The 2024 Localisation Report

Written by Deidre Olsen

Executive summary

Although 70% of experts recognise the advantages of machine translation, many brands have not seized the chance to significantly cut translation and localisation costs. Our report illustrates how embracing artificial intelligence (AI) and machine learning (ML) technology can enhance efficiency and ensure sustainable growth while upholding high-quality standards.

As a busy CMO you will be used to juggling a variety of marketing challenges; building your brand, delivering effective personalisation, managing a raft of channels and platforms, streamlining processes, and so forth.

As our social networks and marketplaces become increasingly interconnected, the need to engage with diverse audiences across linguistic and cultural landscapes becomes imperative to growth and success. Doing this effectively requires translating and adapting your content to resonate with highly specific regional nuances and preferences.
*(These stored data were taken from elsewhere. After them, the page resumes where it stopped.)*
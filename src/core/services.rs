use crate::core::classifier::{classify, FileRequest, Route};
use crate::core::interfaces::*;
use crate::core::models::*;
use crate::infrastructure::{
    GrassSassCompiler, LightningCssMinifier, LightningCssModulesExtractor, OxcTransformWorker,
    PluginCssAstProcessor, StyleInjectionWrapper, SvgComponentTransformer,
};
use crate::utils::{Logger, Result};
use std::path::Path;
use std::sync::Arc;

/// Replaces the contents of server-only entry files in unminified client builds
pub const SERVER_ONLY_PLACEHOLDER: &str =
    "// This file was removed from the client bundle because it only runs on the server.";

/// Per-file transformer the bundler calls once for every file in the graph.
///
/// Holds no per-call state: concurrent `transform` calls share only the
/// immutable collaborators.
#[derive(Clone)]
pub struct Transformer {
    pub(crate) worker: Arc<dyn TransformWorker>,
    pub(crate) svg: Arc<dyn SvgTransformer>,
    pub(crate) css_ast: Arc<dyn CssAstProcessor>,
    pub(crate) sass: Arc<dyn SassCompiler>,
    pub(crate) css_minifier: Arc<dyn CssMinifier>,
    pub(crate) css_modules: Arc<dyn CssModulesExtractor>,
    pub(crate) dev_wrapper: Arc<dyn DevCssWrapper>,
}

impl Transformer {
    /// Transformer wired with the default oxc, lightningcss and grass collaborators
    pub fn new() -> Self {
        let worker: Arc<dyn TransformWorker> = Arc::new(OxcTransformWorker::new());

        Self {
            svg: Arc::new(SvgComponentTransformer::new(worker.clone())),
            worker,
            css_ast: Arc::new(PluginCssAstProcessor::new()),
            sass: Arc::new(GrassSassCompiler::new()),
            css_minifier: Arc::new(LightningCssMinifier::new()),
            css_modules: Arc::new(LightningCssModulesExtractor::new()),
            dev_wrapper: Arc::new(StyleInjectionWrapper::new()),
        }
    }

    /// Default collaborators tuned by the project's transformer config
    pub fn from_config(config: &TransformerConfig) -> Self {
        Self {
            css_ast: Arc::new(PluginCssAstProcessor::with_config_file(&config.css_plugin_config)),
            sass: Arc::new(GrassSassCompiler::with_load_paths(config.sass_load_paths.clone())),
            css_modules: Arc::new(LightningCssModulesExtractor::with_pattern(
                &config.css_module_pattern,
            )),
            ..Self::new()
        }
    }

    /// Replace the generic worker. The default SVG transformer keeps the worker it was built with.
    pub fn with_worker(mut self, worker: Arc<dyn TransformWorker>) -> Self {
        self.worker = worker;
        self
    }

    pub fn with_svg_transformer(mut self, svg: Arc<dyn SvgTransformer>) -> Self {
        self.svg = svg;
        self
    }

    pub fn with_css_ast(mut self, css_ast: Arc<dyn CssAstProcessor>) -> Self {
        self.css_ast = css_ast;
        self
    }

    pub fn with_sass(mut self, sass: Arc<dyn SassCompiler>) -> Self {
        self.sass = sass;
        self
    }

    pub fn with_css_minifier(mut self, css_minifier: Arc<dyn CssMinifier>) -> Self {
        self.css_minifier = css_minifier;
        self
    }

    pub fn with_css_modules(mut self, css_modules: Arc<dyn CssModulesExtractor>) -> Self {
        self.css_modules = css_modules;
        self
    }

    pub fn with_dev_wrapper(mut self, dev_wrapper: Arc<dyn DevCssWrapper>) -> Self {
        self.dev_wrapper = dev_wrapper;
        self
    }

    /// Route a single file through exactly one transformation path.
    ///
    /// Collaborator errors are returned unchanged; the bundler reports them per file.
    pub async fn transform(
        &self,
        config: &TransformerConfig,
        project_root: &Path,
        filename: &str,
        data: &[u8],
        options: &TransformOptions,
    ) -> Result<TransformResponse> {
        let route = classify(&FileRequest {
            config,
            project_root,
            filename,
            options,
        });
        Logger::route(filename, &route.to_string());

        match route {
            Route::SvgModule => {
                // SVG modules are always importable components, whatever type was requested
                let module_options = TransformOptions {
                    kind: TransformType::Module,
                    ..options.clone()
                };
                self.svg
                    .transform(config, project_root, filename, data, &module_options)
                    .await
            }
            Route::Asset => {
                self.worker
                    .transform(config, project_root, filename, data, options)
                    .await
            }
            Route::Stylesheet => {
                self.transform_css(config, project_root, filename, data, options)
                    .await
            }
            Route::ElidedServerFile => {
                let replacement: &[u8] = if options.minify {
                    b""
                } else {
                    SERVER_ONLY_PLACEHOLDER.as_bytes()
                };
                self.worker
                    .transform(config, project_root, filename, replacement, options)
                    .await
            }
            Route::Default => {
                self.worker
                    .transform(config, project_root, filename, data, options)
                    .await
            }
        }
    }
}

impl Default for Transformer {
    fn default() -> Self {
        Self::new()
    }
}

#[cfg(test)]
pub(crate) mod test_support {
    use super::*;
    use crate::utils::count_lines;
    use std::sync::Mutex;

    /// Worker that echoes its input and records every call
    #[derive(Default)]
    pub struct RecordingWorker {
        pub calls: Mutex<Vec<(String, String, TransformOptions)>>,
    }

    impl RecordingWorker {
        pub fn calls(&self) -> Vec<(String, String, TransformOptions)> {
            self.calls.lock().unwrap().clone()
        }
    }

    #[async_trait::async_trait]
    impl TransformWorker for RecordingWorker {
        async fn transform(
            &self,
            _config: &TransformerConfig,
            _project_root: &Path,
            filename: &str,
            data: &[u8],
            options: &TransformOptions,
        ) -> Result<TransformResponse> {
            let code = String::from_utf8_lossy(data).to_string();
            self.calls
                .lock()
                .unwrap()
                .push((filename.to_string(), code.clone(), options.clone()));

            Ok(TransformResponse {
                dependencies: vec![Dependency::new("worker-dep")],
                output: vec![OutputVariant {
                    kind: options.kind.into(),
                    data: OutputData {
                        line_count: count_lines(&code),
                        code,
                        map: Vec::new(),
                        function_map: None,
                        css: None,
                    },
                }],
            })
        }
    }

    /// SVG transformer that records the options it was handed
    #[derive(Default)]
    pub struct RecordingSvg {
        pub seen: Mutex<Vec<TransformOptions>>,
    }

    #[async_trait::async_trait]
    impl SvgTransformer for RecordingSvg {
        async fn transform(
            &self,
            _config: &TransformerConfig,
            _project_root: &Path,
            _filename: &str,
            _data: &[u8],
            options: &TransformOptions,
        ) -> Result<TransformResponse> {
            self.seen.lock().unwrap().push(options.clone());
            Ok(TransformResponse {
                dependencies: Vec::new(),
                output: vec![OutputVariant {
                    kind: options.kind.into(),
                    data: OutputData {
                        code: "svg".to_string(),
                        line_count: 1,
                        map: Vec::new(),
                        function_map: None,
                        css: None,
                    },
                }],
            })
        }
    }
}

#[cfg(test)]
mod tests {
    use super::test_support::*;
    use super::*;

    fn transformer(worker: Arc<RecordingWorker>, svg: Arc<RecordingSvg>) -> Transformer {
        Transformer::new().with_worker(worker).with_svg_transformer(svg)
    }

    #[tokio::test]
    async fn test_svg_module_forces_module_type() {
        let worker = Arc::new(RecordingWorker::default());
        let svg = Arc::new(RecordingSvg::default());
        let transformer = transformer(worker.clone(), svg.clone());

        let mut options = TransformOptions::new("ios");
        options.kind = TransformType::Script;
        options.custom_transform_options.svg_modules = true;

        let response = transformer
            .transform(&TransformerConfig::default(), Path::new("/p"), "icon.svg", b"<svg/>", &options)
            .await
            .unwrap();

        assert_eq!(response.output[0].kind, OutputType::Module);
        assert_eq!(svg.seen.lock().unwrap()[0].kind, TransformType::Module);
        assert!(worker.calls().is_empty());
        // The caller's options are untouched
        assert_eq!(options.kind, TransformType::Script);
    }

    #[tokio::test]
    async fn test_asset_goes_straight_to_worker() {
        let worker = Arc::new(RecordingWorker::default());
        let svg = Arc::new(RecordingSvg::default());
        let transformer = transformer(worker.clone(), svg.clone());

        let mut options = TransformOptions::new("web");
        options.kind = TransformType::Asset;
        options.custom_transform_options.css_modules = true;

        let response = transformer
            .transform(&TransformerConfig::default(), Path::new("/p"), "styles.module.css", b"PNG", &options)
            .await
            .unwrap();

        let calls = worker.calls();
        assert_eq!(calls.len(), 1);
        assert_eq!(calls[0].1, "PNG");
        assert_eq!(calls[0].2, options);
        assert_eq!(response.output[0].kind, OutputType::ModuleAsset);
        assert!(response.output[0].data.css.is_none());
    }

    #[tokio::test]
    async fn test_server_only_entry_is_elided_for_client() {
        let worker = Arc::new(RecordingWorker::default());
        let transformer = transformer(worker.clone(), Arc::new(RecordingSvg::default()));

        let mut options = TransformOptions::new("ios");
        options.custom_transform_options.environment = Environment::Client;

        let response = transformer
            .transform(
                &TransformerConfig::default(),
                Path::new("/p"),
                "app/+html.ios.tsx",
                b"export default function Root() { return null; }",
                &options,
            )
            .await
            .unwrap();
        assert_eq!(response.output[0].data.code, SERVER_ONLY_PLACEHOLDER);
        assert_eq!(worker.calls()[0].2, options);

        options.minify = true;
        let response = transformer
            .transform(&TransformerConfig::default(), Path::new("/p"), "app/+html.ios.tsx", b"secret", &options)
            .await
            .unwrap();
        assert_eq!(response.output[0].data.code, "");
    }

    #[tokio::test]
    async fn test_server_only_entry_kept_outside_client_builds() {
        let worker = Arc::new(RecordingWorker::default());
        let transformer = transformer(worker.clone(), Arc::new(RecordingSvg::default()));

        let options = TransformOptions::new("ios");
        let response = transformer
            .transform(&TransformerConfig::default(), Path::new("/p"), "app/+html.tsx", b"server();", &options)
            .await
            .unwrap();

        assert_eq!(response.output[0].data.code, "server();");
    }

    #[tokio::test]
    async fn test_default_route_passes_data_through() {
        let worker = Arc::new(RecordingWorker::default());
        let transformer = transformer(worker.clone(), Arc::new(RecordingSvg::default()));

        let options = TransformOptions::new("web");
        let response = transformer
            .transform(&TransformerConfig::default(), Path::new("/p"), "global.css", b".a{}", &options)
            .await
            .unwrap();

        // Without the css-modules flag stylesheets are left to the worker
        assert_eq!(response.output[0].data.code, ".a{}");
        assert!(response.output[0].data.css.is_none());
        assert_eq!(response.dependencies, vec![Dependency::new("worker-dep")]);
    }
}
But the processes required can become complex and gaining access to the right experts, right when you need them, isn’t always easy.

With the language translation market projected to reach a market volume of \$11.94 billion USD by 2030 with an annual growth rate of 12.40% between 2024 to 2030, the importance of enhancing translation and localisation efforts cannot be overstated. However, brands are increasingly challenged with balancing the imperative to scale content while maintaining the highest quality standards. Moreover, despite our survey revealing that 70% of brands acknowledge the potential of machine translation as a viable alternative, the adoption rate remains low. This highlights the urgent need for businesses to elevate their translation and localisation strategies to support the growth and success of their brand.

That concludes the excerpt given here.